「ロウ・イエ監督の思いは伝わるが、暗澹たる気分になる覚悟は必要」未完成の映画 島田庵さんの映画レビュー(感想・評価)
ロウ・イエ監督の思いは伝わるが、暗澹たる気分になる覚悟は必要
2020年1月22~25日を中心に、
コロナ・パンデミックの中国における最初の封鎖を、
実際の映像を交え、ドキュメンタリー風に撮ったドラマ。
ここで「未完成の映画」とされる題材は、同性愛を描いた2009年の同監督作品『スプリング・フィーバー』。

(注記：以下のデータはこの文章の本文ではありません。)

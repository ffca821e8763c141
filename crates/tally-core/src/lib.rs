//! Core types and rules for the Tally finance client.
//!
//! This crate is deliberately free of HTTP and runtime dependencies. It holds
//! the notification data model, the severity classifier, the role mapper and
//! the permission gate, plus the [`api::NotificationApi`] abstraction the
//! notification store is built on.

pub mod api;
pub mod classify;
pub mod error;
pub mod notification;
pub mod permission;
pub mod role;

pub use error::{Error, Result};
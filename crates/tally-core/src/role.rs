//! Coarse user categories and the mapping from backend role strings.
//!
//! The server's authorization model is authoritative. The client only needs a
//! coarse [`UserType`] to decide what to show, and it must never show more
//! than the role allows: anything unrecognised maps to [`UserType::Employee`].

use serde::{Deserialize, Serialize};
use tracing::debug;
use uuid::Uuid;

// ─── UserType ────────────────────────────────────────────────────────────────

/// Client-side role category used for display gating.
///
/// Ordered by privilege: Admin > FinanceAdmin > Accountant > Employee.
#[derive(Debug, Clone, Copy, PartialEq, Eq, Hash, Serialize, Deserialize)]
pub enum UserType {
  #[serde(rename = "ADMIN", alias = "admin")]
  Admin,
  #[serde(rename = "FINANCE_ADMIN", alias = "finance_admin")]
  FinanceAdmin,
  #[serde(rename = "ACCOUNTANT", alias = "accountant")]
  Accountant,
  #[serde(rename = "EMPLOYEE", alias = "employee")]
  Employee,
}

impl UserType {
  pub const ALL: [UserType; 4] =
    [Self::Admin, Self::FinanceAdmin, Self::Accountant, Self::Employee];

  pub fn as_str(&self) -> &'static str {
    match self {
      Self::Admin => "ADMIN",
      Self::FinanceAdmin => "FINANCE_ADMIN",
      Self::Accountant => "ACCOUNTANT",
      Self::Employee => "EMPLOYEE",
    }
  }

  /// The role name the client-side user record carries.
  pub fn store_role(&self) -> &'static str {
    match self {
      Self::Admin => "admin",
      Self::FinanceAdmin => "finance_manager",
      Self::Accountant => "accountant",
      Self::Employee => "employee",
    }
  }

  pub fn privilege_level(&self) -> u8 {
    match self {
      Self::Admin => 4,
      Self::FinanceAdmin => 3,
      Self::Accountant => 2,
      Self::Employee => 1,
    }
  }

  pub fn has_at_least(&self, other: UserType) -> bool {
    self.privilege_level() >= other.privilege_level()
  }
}

impl std::fmt::Display for UserType {
  fn fmt(&self, f: &mut std::fmt::Formatter<'_>) -> std::fmt::Result {
    f.pad(self.as_str())
  }
}

// ─── Mapper ──────────────────────────────────────────────────────────────────

/// Map a raw backend role to a [`UserType`]. Case-insensitive and total.
///
/// | Backend role                 | UserType       |
/// |------------------------------|----------------|
/// | `admin`, `super_admin`       | `Admin`        |
/// | `manager`, `finance_manager` | `FinanceAdmin` |
/// | `accountant`                 | `Accountant`   |
/// | anything else, or absent     | `Employee`     |
pub fn map_role_to_user_type(role: Option<&str>) -> UserType {
  let Some(role) = role else {
    return UserType::Employee;
  };
  match role.to_lowercase().as_str() {
    "admin" | "super_admin" => UserType::Admin,
    "manager" | "finance_manager" => UserType::FinanceAdmin,
    "accountant" => UserType::Accountant,
    "employee" => UserType::Employee,
    other => {
      debug!(role = other, "unrecognised role, treating as employee");
      UserType::Employee
    }
  }
}

// ─── Users ───────────────────────────────────────────────────────────────────

/// A user as returned by the users endpoint.
#[derive(Debug, Clone, PartialEq, Serialize, Deserialize)]
pub struct RawUser {
  pub id:        Uuid,
  #[serde(default)]
  pub email:     String,
  #[serde(default)]
  pub full_name: Option<String>,
  /// Backend role string, in whatever vocabulary the server uses.
  #[serde(default)]
  pub role:      Option<String>,
}

/// A user with its role already mapped at the boundary.
#[derive(Debug, Clone, PartialEq, Eq, Serialize)]
pub struct StoreUser {
  pub id:    Uuid,
  pub email: String,
  /// `full_name` when present, the email address otherwise.
  pub name:  String,
  pub role:  UserType,
}

impl From<RawUser> for StoreUser {
  fn from(raw: RawUser) -> Self {
    let role = map_role_to_user_type(raw.role.as_deref());
    let name = raw
      .full_name
      .filter(|n| !n.trim().is_empty())
      .unwrap_or_else(|| raw.email.clone());
    Self { id: raw.id, email: raw.email, name, role }
  }
}
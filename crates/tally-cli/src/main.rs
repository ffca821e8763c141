//! `tally`: command-line front end for the finance notification core.
//!
//! # Usage
//!
//! ```text
//! tally --url http://localhost:8000 --token $TOKEN notifications --unread
//! tally --config ~/.config/tally/tally.toml watch
//! tally --config tally.toml can --role accountant expenses:approve
//! ```

mod client;
mod render;
mod settings;


use std::{path::PathBuf, process::ExitCode, time::Duration};

use anyhow::Context as _;
use chrono::Utc;
use clap::{Parser, Subcommand};
use client::{ApiClient, ApiConfig};
use settings::Settings;
use tally_core::{
  api::NotificationApi,
  classify::classify,
  permission::{Capability, PermissionGate},
  role::{StoreUser, map_role_to_user_type},
};
use tally_store::{NotificationStore, spawn_poller};
use tracing::level_filters::LevelFilter;
use tracing_subscriber::EnvFilter;
use uuid::Uuid;

// ─── CLI args ─────────────────────────────────────────────────────────────────

#[derive(Parser, Debug)]
#[command(name = "tally", version, about = "Finance notifications and access checks")]
struct Cli {
  /// Path to the TOML configuration file.
  #[arg(short, long, value_name = "FILE", default_value = "tally.toml")]
  config: PathBuf,

  /// Base URL of the finance API (overrides the config file).
  #[arg(long)]
  url: Option<String>,

  /// Bearer token (overrides the config file).
  #[arg(long)]
  token: Option<String>,

  /// Only show notifications owned by this user. Repeatable.
  #[arg(long = "user-id", value_name = "UUID")]
  user_ids: Vec<Uuid>,

  #[command(subcommand)]
  command: Command,
}

#[derive(Subcommand, Debug)]
enum Command {
  #[command(flatten)]
  Notify(NotifyCommand),
  /// List users with their mapped user type.
  Users {
    /// Only users at or above this backend role, e.g. `accountant`.
    #[arg(long, value_name = "ROLE")]
    at_least: Option<String>,
  },
  /// Check whether a backend role may use a capability.
  Can {
    /// Backend role string, e.g. `finance_manager`. Omit for no user.
    #[arg(long)]
    role: Option<String>,
    /// `resource:action` or `component:<id>`.
    capability: Capability,
  },
  /// Show how a notification type would be displayed.
  Classify {
    kind: String,
    #[arg(long)]
    title: Option<String>,
    #[arg(long)]
    message: Option<String>,
  },
}

/// Commands that go through the notification store.
#[derive(Subcommand, Debug)]
enum NotifyCommand {
  /// Fetch and list notifications, newest first.
  Notifications {
    /// Hide notifications that are already read.
    #[arg(long)]
    unread: bool,
  },
  /// Print the server's unread count.
  Unread,
  /// Mark one notification read.
  Read { id: Uuid },
  /// Mark every notification read.
  ReadAll,
  /// Delete one notification.
  Delete { id: Uuid },
  /// Poll for changes and reprint the panel whenever it changes.
  Watch {
    /// Poll interval in seconds (overrides the config file).
    #[arg(long, value_name = "SECS")]
    interval: Option<u64>,
  },
}

// ─── Entry point ──────────────────────────────────────────────────────────────

#[tokio::main]
async fn main() -> anyhow::Result<ExitCode> {
  tracing_subscriber::fmt()
    .with_env_filter(
      EnvFilter::builder()
        .with_default_directive(LevelFilter::INFO.into())
        .from_env_lossy(),
    )
    .with_writer(std::io::stderr)
    .init();

  let cli = Cli::parse();
  let mut settings = Settings::load(&cli.config)?;

  // CLI flags override the config file, which overrides defaults.
  if let Some(url) = cli.url {
    settings.base_url = url;
  }
  if cli.token.is_some() {
    settings.token = cli.token;
  }
  if !cli.user_ids.is_empty() {
    settings.user_ids = cli.user_ids;
  }

  run(cli.command, settings).await
}

async fn run(command: Command, settings: Settings) -> anyhow::Result<ExitCode> {
  match command {
    Command::Classify { kind, title, message } => {
      println!("{}", classify(&kind, title.as_deref(), message.as_deref()));
      Ok(ExitCode::SUCCESS)
    }
    Command::Can { role, capability } => {
      let gate = PermissionGate::new(settings.permission_matrix()?);
      let user = role.as_deref().map(|r| map_role_to_user_type(Some(r)));
      let who = user.map_or_else(|| "no user".to_string(), |u| u.to_string());
      let (verdict, code) = gate.render(
        user,
        &capability,
        || ("allowed", ExitCode::SUCCESS),
        || ("denied", ExitCode::FAILURE),
      );
      println!("{who}: {capability} {verdict}");
      Ok(code)
    }
    Command::Users { at_least } => {
      let min = at_least.as_deref().map(|r| map_role_to_user_type(Some(r)));
      let client = connect(&settings)?;
      let users = client.list_users().await.context("listing users")?;
      for user in users
        .into_iter()
        .map(StoreUser::from)
        .filter(|u| min.is_none_or(|min| u.role.has_at_least(min)))
      {
        println!("{}", render::user_line(&user));
      }
      Ok(ExitCode::SUCCESS)
    }
    Command::Notify(command) => {
      let store = NotificationStore::new(connect(&settings)?);
      if !settings.user_ids.is_empty() {
        store.set_accessible_user_ids(settings.user_ids.iter().copied());
      }
      notify(command, store, &settings).await
    }
  }
}

fn connect(settings: &Settings) -> anyhow::Result<ApiClient> {
  tracing::debug!(base_url = %settings.base_url, "using finance API");
  ApiClient::new(ApiConfig {
    base_url: settings.base_url.clone(),
    token:    settings.token.clone(),
    timeout:  settings.timeout(),
  })
  .context("building API client")
}

async fn notify<A>(
  command: NotifyCommand,
  store: NotificationStore<A>,
  settings: &Settings,
) -> anyhow::Result<ExitCode>
where
  A: NotificationApi + 'static,
{
  match command {
    NotifyCommand::Notifications { unread } => {
      store.fetch_notifications(true).await;
      print_panel(&store, unread)
    }
    NotifyCommand::Unread => {
      let count = store
        .api()
        .unread_count()
        .await
        .context("fetching unread count")?;
      println!("{}", count.unread_count);
      Ok(ExitCode::SUCCESS)
    }
    NotifyCommand::Read { id } => {
      store.fetch_notifications(false).await;
      store.mark_as_read(id).await;
      if store.snapshot().get(id).is_some_and(|n| !n.is_read) {
        eprintln!("notification {id} is still unread; see the log for details");
      }
      print_panel(&store, false)
    }
    NotifyCommand::ReadAll => {
      store.fetch_notifications(false).await;
      store.mark_all_as_read().await;
      print_panel(&store, false)
    }
    NotifyCommand::Delete { id } => {
      store.fetch_notifications(false).await;
      store
        .delete_notification(id)
        .await
        .with_context(|| format!("deleting notification {id}"))?;
      print_panel(&store, false)
    }
    NotifyCommand::Watch { interval } => {
      let period = interval
        .map(|secs| Duration::from_secs(secs.max(1)))
        .unwrap_or_else(|| settings.poll_interval());
      watch(store, period).await
    }
  }
}

fn print_panel<A: NotificationApi>(
  store: &NotificationStore<A>,
  unread_only: bool,
) -> anyhow::Result<ExitCode> {
  let state = store.snapshot();
  print!("{}", render::panel(&state, unread_only, Utc::now()));
  Ok(if state.error.is_some() { ExitCode::FAILURE } else { ExitCode::SUCCESS })
}

// ─── Watch loop ───────────────────────────────────────────────────────────────

async fn watch<A>(store: NotificationStore<A>, period: Duration) -> anyhow::Result<ExitCode>
where
  A: NotificationApi + 'static,
{
  store.fetch_notifications(true).await;
  print_panel(&store, false)?;

  let mut changes = store.subscribe();
  let _poller = spawn_poller(store.clone(), period);
  tracing::info!(?period, "watching for notifications (ctrl-c to stop)");

  loop {
    tokio::select! {
      changed = changes.changed() => {
        changed.context("notification store closed")?;
        let state = changes.borrow_and_update().clone();
        if !state.is_loading {
          print!("{}", render::panel(&state, false, Utc::now()));
        }
      }
      signal = tokio::signal::ctrl_c() => {
        signal.context("listening for ctrl-c")?;
        break;
      }
    }
  }

  Ok(ExitCode::SUCCESS)
}
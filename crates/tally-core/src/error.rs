//! Error types for `tally-core`.

use thiserror::Error;

#[derive(Debug, Error)]
pub enum Error {
  #[error("invalid capability {0:?}: expected `resource:action` or `component:<id>`")]
  InvalidCapability(String),

  #[error("invalid permission matrix: {0}")]
  Matrix(#[from] toml::de::Error),
}

pub type Result<T, E = Error> = std::result::Result<T, E>;
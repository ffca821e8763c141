//! Display-severity classification for notifications.
//!
//! The server tags notifications with a free-form `type` string. The UI shows
//! each one in one of four severities. The mapping is an ordered rule table,
//! evaluated top to bottom; the first rule that matches decides. Adding a new
//! notification type means adding a row to [`RULES`], not new control flow.

use serde::{Deserialize, Serialize};

// ─── Severity ────────────────────────────────────────────────────────────────

/// The four-way bucket a notification is displayed in.
#[derive(Debug, Clone, Copy, PartialEq, Eq, Hash, Serialize, Deserialize)]
#[serde(rename_all = "lowercase")]
pub enum DisplayType {
  Success,
  Error,
  Warning,
  Info,
}

impl DisplayType {
  pub fn as_str(&self) -> &'static str {
    match self {
      Self::Success => "success",
      Self::Error => "error",
      Self::Warning => "warning",
      Self::Info => "info",
    }
  }
}

impl std::fmt::Display for DisplayType {
  fn fmt(&self, f: &mut std::fmt::Formatter<'_>) -> std::fmt::Result {
    f.write_str(self.as_str())
  }
}

// ─── Rules ───────────────────────────────────────────────────────────────────

/// A predicate over a lowercased `(type, title, message)` triple.
#[derive(Debug, Clone, Copy)]
pub enum Matcher {
  /// `type` equals one of the tags.
  TypeIs(&'static [&'static str]),
  /// `type` contains one of the fragments.
  TypeContains(&'static [&'static str]),
  /// `type` equals `kind` and the title or message contains one of `needles`.
  Mentions {
    kind:    &'static str,
    needles: &'static [&'static str],
  },
}

impl Matcher {
  /// All arguments must already be lowercased.
  pub fn matches(&self, kind: &str, title: &str, message: &str) -> bool {
    match self {
      Self::TypeIs(tags) => tags.contains(&kind),
      Self::TypeContains(fragments) => fragments.iter().any(|f| kind.contains(f)),
      Self::Mentions { kind: k, needles } => {
        *k == kind
          && needles
            .iter()
            .any(|n| title.contains(n) || message.contains(n))
      }
    }
  }
}

/// One row of the classification table.
#[derive(Debug, Clone, Copy)]
pub struct Rule {
  pub matcher: Matcher,
  pub display: DisplayType,
}

const fn rule(matcher: Matcher, display: DisplayType) -> Rule {
  Rule { matcher, display }
}

/// The classification table, in evaluation order.
///
/// The `system_alert` text rules sit ahead of the `alert` substring rule so a
/// system alert is judged on its wording first. The `approval_decision` +
/// "approved" row is already covered by the exact-tag row above it and is
/// kept so the table reads the same as the server's vocabulary docs.
pub const RULES: &[Rule] = &[
  // ── success ───────────────────────────────────────────────────────────
  rule(
    Matcher::TypeIs(&[
      "approval_decision",
      "expense_approved",
      "revenue_approved",
      "sale_posted",
      "forecast_created",
      "ml_training_complete",
      "inventory_created",
      "inventory_updated",
      "report_ready",
    ]),
    DisplayType::Success,
  ),
  rule(
    Matcher::TypeContains(&[
      "approved",
      "completed",
      "confirmed",
      "posted",
      "success",
    ]),
    DisplayType::Success,
  ),
  rule(
    Matcher::Mentions {
      kind:    "system_alert",
      needles: &["welcome", "user created"],
    },
    DisplayType::Success,
  ),
  rule(
    Matcher::Mentions {
      kind:    "approval_decision",
      needles: &["approved"],
    },
    DisplayType::Success,
  ),
  // ── error ─────────────────────────────────────────────────────────────
  rule(
    Matcher::TypeIs(&["budget_exceeded", "expense_rejected", "revenue_rejected"]),
    DisplayType::Error,
  ),
  rule(
    Matcher::Mentions {
      kind:    "approval_decision",
      needles: &["rejected"],
    },
    DisplayType::Error,
  ),
  // ── warning (system alert wording, ahead of the `alert` fragment) ─────
  rule(
    Matcher::Mentions {
      kind:    "system_alert",
      needles: &["approval required", "pending approval"],
    },
    DisplayType::Warning,
  ),
  rule(
    Matcher::TypeContains(&[
      "rejected",
      "error",
      "failed",
      "cancelled",
      "denied",
      "alert",
    ]),
    DisplayType::Error,
  ),
  // ── warning ───────────────────────────────────────────────────────────
  rule(
    Matcher::TypeIs(&[
      "approval_request",
      "deadline_reminder",
      "inventory_low",
      "expense_created",
      "revenue_created",
      "sale_created",
    ]),
    DisplayType::Warning,
  ),
  rule(
    Matcher::TypeContains(&["pending", "reminder", "required", "warning"]),
    DisplayType::Warning,
  ),
];

// ─── Classifier ──────────────────────────────────────────────────────────────

/// Map a notification's `type`, title and message to a [`DisplayType`].
///
/// Total: anything no rule recognises is [`DisplayType::Info`]. Matching is
/// case-insensitive on all three inputs.
pub fn classify(
  kind: &str,
  title: Option<&str>,
  message: Option<&str>,
) -> DisplayType {
  classify_with(RULES, kind, title, message)
}

/// [`classify`] against a caller-supplied table.
pub fn classify_with(
  rules: &[Rule],
  kind: &str,
  title: Option<&str>,
  message: Option<&str>,
) -> DisplayType {
  let kind = kind.to_lowercase();
  let title = title.unwrap_or_default().to_lowercase();
  let message = message.unwrap_or_default().to_lowercase();

  rules
    .iter()
    .find(|r| r.matcher.matches(&kind, &title, &message))
    .map_or(DisplayType::Info, |r| r.display)
}
//! Async HTTP client wrapping the finance JSON API.

use std::time::Duration;

use reqwest::{Client, Method, Response, StatusCode};
use serde::de::DeserializeOwned;
use tally_core::{
  api::NotificationApi,
  notification::{RawNotification, UnreadCount},
  role::RawUser,
};
use thiserror::Error;
use uuid::Uuid;

/// Connection settings for the finance API.
#[derive(Debug, Clone)]
pub struct ApiConfig {
  pub base_url: String,
  /// Bearer token; requests go out unauthenticated when `None`.
  pub token:    Option<String>,
  pub timeout:  Duration,
}

#[derive(Debug, Error)]
pub enum ClientError {
  #[error("failed to build HTTP client: {0}")]
  Build(#[source] reqwest::Error),

  #[error("{method} {path} failed: {source}")]
  Http {
    method: Method,
    path:   String,
    #[source]
    source: reqwest::Error,
  },

  #[error("{method} {path} → {status}")]
  Status {
    method: Method,
    path:   String,
    status: StatusCode,
  },

  #[error("deserialising {path}: {source}")]
  Decode {
    path:   String,
    #[source]
    source: reqwest::Error,
  },
}

/// Async HTTP client for the finance REST API.
///
/// Cheap to clone; the inner [`reqwest::Client`] is `Arc`-based.
#[derive(Debug, Clone)]
pub struct ApiClient {
  client: Client,
  config: ApiConfig,
}

impl ApiClient {
  pub fn new(config: ApiConfig) -> Result<Self, ClientError> {
    let client = Client::builder()
      .timeout(config.timeout)
      .build()
      .map_err(ClientError::Build)?;
    Ok(Self { client, config })
  }

  fn url(&self, path: &str) -> String {
    format!(
      "{}/api{}",
      self.config.base_url.trim_end_matches('/'),
      path
    )
  }

  async fn send(&self, method: Method, path: &str) -> Result<Response, ClientError> {
    let mut req = self.client.request(method.clone(), self.url(path));
    if let Some(token) = &self.config.token {
      req = req.bearer_auth(token);
    }

    let resp = req.send().await.map_err(|source| ClientError::Http {
      method: method.clone(),
      path: path.to_string(),
      source,
    })?;

    let status = resp.status();
    if !status.is_success() {
      return Err(ClientError::Status { method, path: path.to_string(), status });
    }
    Ok(resp)
  }

  async fn get_json<T: DeserializeOwned>(&self, path: &str) -> Result<T, ClientError> {
    self
      .send(Method::GET, path)
      .await?
      .json()
      .await
      .map_err(|source| ClientError::Decode { path: path.to_string(), source })
  }
}

impl NotificationApi for ApiClient {
  type Error = ClientError;

  // ── Notifications ─────────────────────────────────────────────────────────

  /// `GET /api/notifications`
  async fn list_notifications(&self) -> Result<Vec<RawNotification>, ClientError> {
    self.get_json("/notifications").await
  }

  /// `GET /api/notifications/unread-count`
  async fn unread_count(&self) -> Result<UnreadCount, ClientError> {
    self.get_json("/notifications/unread-count").await
  }

  /// `PUT /api/notifications/<id>/read`
  async fn mark_notification_as_read(&self, id: Uuid) -> Result<(), ClientError> {
    self
      .send(Method::PUT, &format!("/notifications/{id}/read"))
      .await
      .map(drop)
  }

  /// `PUT /api/notifications/read-all`
  async fn mark_all_notifications_as_read(&self) -> Result<(), ClientError> {
    self.send(Method::PUT, "/notifications/read-all").await.map(drop)
  }

  /// `DELETE /api/notifications/<id>`
  async fn delete_notification(&self, id: Uuid) -> Result<(), ClientError> {
    self
      .send(Method::DELETE, &format!("/notifications/{id}"))
      .await
      .map(drop)
  }

  // ── Users ─────────────────────────────────────────────────────────────────

  /// `GET /api/users`
  async fn list_users(&self) -> Result<Vec<RawUser>, ClientError> {
    self.get_json("/users").await
  }
}
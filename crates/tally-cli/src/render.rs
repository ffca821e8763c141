//! Plain-text rendering of store state.

use std::fmt::Write as _;

use chrono::{DateTime, Local, Utc};
use tally_core::{
  classify::DisplayType,
  notification::Notification,
  role::StoreUser,
};
use tally_store::NotificationState;

fn badge(display: DisplayType) -> &'static str {
  match display {
    DisplayType::Success => "[ok]  ",
    DisplayType::Error => "[err] ",
    DisplayType::Warning => "[warn]",
    DisplayType::Info => "[info]",
  }
}

/// One notification. Items whose `expires_at` has passed by `now` are tagged.
pub fn notification_line(n: &Notification, now: DateTime<Utc>) -> String {
  let marker = if n.is_read { ' ' } else { '*' };
  let when = n.created_at.with_timezone(&Local).format("%Y-%m-%d %H:%M");
  let mut line = format!(
    "{marker} {} {when}  {}  {}",
    badge(n.display_type()),
    n.id,
    n.title
  );
  if !n.message.is_empty() {
    let _ = write!(line, ": {}", n.message);
  }
  if let Some(url) = &n.action_url {
    let _ = write!(line, " <{url}>");
  }
  if n.is_expired(now) {
    line.push_str(" (expired)");
  }
  line
}

/// The notification panel: header with unread count, then one line per item.
pub fn panel(
  state: &NotificationState,
  unread_only: bool,
  now: DateTime<Utc>,
) -> String {
  let mut out = format!(
    "{} notifications, {} unread\n",
    state.notifications().len(),
    state.unread_count()
  );
  if let Some(error) = &state.error {
    let _ = writeln!(out, "! last sync failed: {error}");
  }
  for n in state.notifications() {
    if unread_only && n.is_read {
      continue;
    }
    let _ = writeln!(out, "{}", notification_line(n, now));
  }
  out
}

pub fn user_line(user: &StoreUser) -> String {
  format!(
    "{}  {:<14} {:<16} {}  <{}>",
    user.id,
    user.role,
    user.role.store_role(),
    user.name,
    user.email
  )
}
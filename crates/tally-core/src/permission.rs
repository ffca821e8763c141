//! Display-time permission gating.
//!
//! The capability matrix belongs to the server's authorization model; the
//! client receives it as configuration ([`PermissionMatrix`]) and only ever
//! answers "render or fall back". Every doubt resolves to deny: no user, an
//! undeclared capability, or a missing grant.

use std::{
  collections::{BTreeMap, HashMap},
  fmt,
  str::FromStr,
  sync::Arc,
};

use serde::Deserialize;
use tracing::debug;

use crate::{
  Error, Result,
  role::{StoreUser, UserType},
};

const COMPONENT_PREFIX: &str = "component";
const WILDCARD: &str = "*";

// ─── Capability ──────────────────────────────────────────────────────────────

/// Something protected UI requires before it renders.
#[derive(Debug, Clone, PartialEq, Eq, Hash)]
pub enum Capability {
  /// An action on a resource, e.g. `expenses:approve`.
  Resource { resource: String, action: String },
  /// A named UI component, e.g. `component:budget_editor`.
  Component(String),
}

impl Capability {
  pub fn resource(resource: &str, action: &str) -> Self {
    Self::Resource {
      resource: resource.to_lowercase(),
      action:   action.to_lowercase(),
    }
  }

  pub fn component(id: &str) -> Self { Self::Component(id.to_lowercase()) }

  /// Whether `grant` (already lowercased) covers this capability.
  fn granted_by(&self, grant: &str) -> bool {
    if grant == WILDCARD {
      return true;
    }
    let Some((head, tail)) = grant.split_once(':') else {
      return false;
    };
    match self {
      Self::Component(id) => {
        head == COMPONENT_PREFIX && (tail == WILDCARD || tail == id)
      }
      Self::Resource { resource, action } => {
        head == resource && (tail == WILDCARD || tail == action)
      }
    }
  }
}

impl FromStr for Capability {
  type Err = Error;

  fn from_str(s: &str) -> Result<Self> {
    let invalid = || Error::InvalidCapability(s.to_string());
    let (head, tail) = s.trim().split_once(':').ok_or_else(invalid)?;
    if head.is_empty() || tail.is_empty() || tail.contains(':') {
      return Err(invalid());
    }
    if head.eq_ignore_ascii_case(COMPONENT_PREFIX) {
      Ok(Self::component(tail))
    } else {
      Ok(Self::resource(head, tail))
    }
  }
}

impl fmt::Display for Capability {
  fn fmt(&self, f: &mut fmt::Formatter<'_>) -> fmt::Result {
    match self {
      Self::Resource { resource, action } => write!(f, "{resource}:{action}"),
      Self::Component(id) => write!(f, "{COMPONENT_PREFIX}:{id}"),
    }
  }
}

// ─── Matrix ──────────────────────────────────────────────────────────────────

/// The capability matrix, as delivered by configuration.
///
/// ```toml
/// components = ["budget_editor", "admin_panel"]
///
/// [resources]
/// expenses = ["read", "create", "approve"]
///
/// [grants]
/// ADMIN = ["*"]
/// ACCOUNTANT = ["expenses:*", "component:budget_editor"]
/// ```
#[derive(Debug, Clone, Default, Deserialize)]
pub struct PermissionMatrix {
  /// Declared resources and the actions each supports.
  #[serde(default)]
  pub resources:  BTreeMap<String, Vec<String>>,
  /// Declared component ids.
  #[serde(default)]
  pub components: Vec<String>,
  /// Grant strings per user type.
  #[serde(default)]
  pub grants:     HashMap<UserType, Vec<String>>,
}

impl PermissionMatrix {
  pub fn from_toml_str(raw: &str) -> Result<Self> { Ok(toml::from_str(raw)?) }

  /// Whether the matrix knows about `capability` at all.
  pub fn declares(&self, capability: &Capability) -> bool {
    match capability {
      Capability::Resource { resource, action } => self
        .resources
        .iter()
        .find(|(name, _)| name.eq_ignore_ascii_case(resource))
        .is_some_and(|(_, actions)| {
          actions.iter().any(|a| a.eq_ignore_ascii_case(action))
        }),
      Capability::Component(id) => {
        self.components.iter().any(|c| c.eq_ignore_ascii_case(id))
      }
    }
  }

  pub fn grants_for(&self, user_type: UserType) -> &[String] {
    self.grants.get(&user_type).map(Vec::as_slice).unwrap_or_default()
  }

  /// Declared, and covered by one of `user_type`'s grants.
  pub fn allows(&self, user_type: UserType, capability: &Capability) -> bool {
    self.declares(capability)
      && self
        .grants_for(user_type)
        .iter()
        .any(|g| capability.granted_by(&g.to_lowercase()))
  }
}

// ─── Gate ────────────────────────────────────────────────────────────────────

/// Decides whether protected output is produced. Cheap to clone.
#[derive(Debug, Clone, Default)]
pub struct PermissionGate {
  matrix: Arc<PermissionMatrix>,
}

impl PermissionGate {
  pub fn new(matrix: PermissionMatrix) -> Self {
    Self { matrix: Arc::new(matrix) }
  }

  /// `false` when there is no user, the capability is undeclared, or no
  /// grant covers it.
  pub fn evaluate(&self, user: Option<UserType>, required: &Capability) -> bool {
    let Some(user_type) = user else {
      debug!(%required, "permission denied: no current user");
      return false;
    };
    if !self.matrix.declares(required) {
      debug!(%required, "permission denied: capability not declared");
      return false;
    }
    let allowed = self.matrix.allows(user_type, required);
    if !allowed {
      debug!(%required, %user_type, "permission denied: no matching grant");
    }
    allowed
  }

  pub fn evaluate_user(
    &self,
    user: Option<&StoreUser>,
    required: &Capability,
  ) -> bool {
    self.evaluate(user.map(|u| u.role), required)
  }

  /// Produce `children()` when allowed, `fallback()` otherwise.
  pub fn render<T>(
    &self,
    user: Option<UserType>,
    required: &Capability,
    children: impl FnOnce() -> T,
    fallback: impl FnOnce() -> T,
  ) -> T {
    if self.evaluate(user, required) { children() } else { fallback() }
  }
}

これを「10年ぶりに完成させようとする」際にコロナ禍に遭遇する、というストーリー。
ロウ・イエ監督は、
天安門事件を描いた2006年の『天安門、恋人たち』は中国で上映禁止となり、当局に今後5年間の国内での映画製作禁止を命じられている(Wikipedia)
それだけに――つまり検閲があるから――
語り口は、明快率直というわけにはいかない。
「事実をもって語らせる」しかない。
そういう監督の思いが、
画面の向こう側から伝わってくる。
ただ、
日本は中国ほど苛酷ではなかったにせよ、
コロナ蔓延期の鬱屈がよみがえって暗澹たる気分になる覚悟は必要。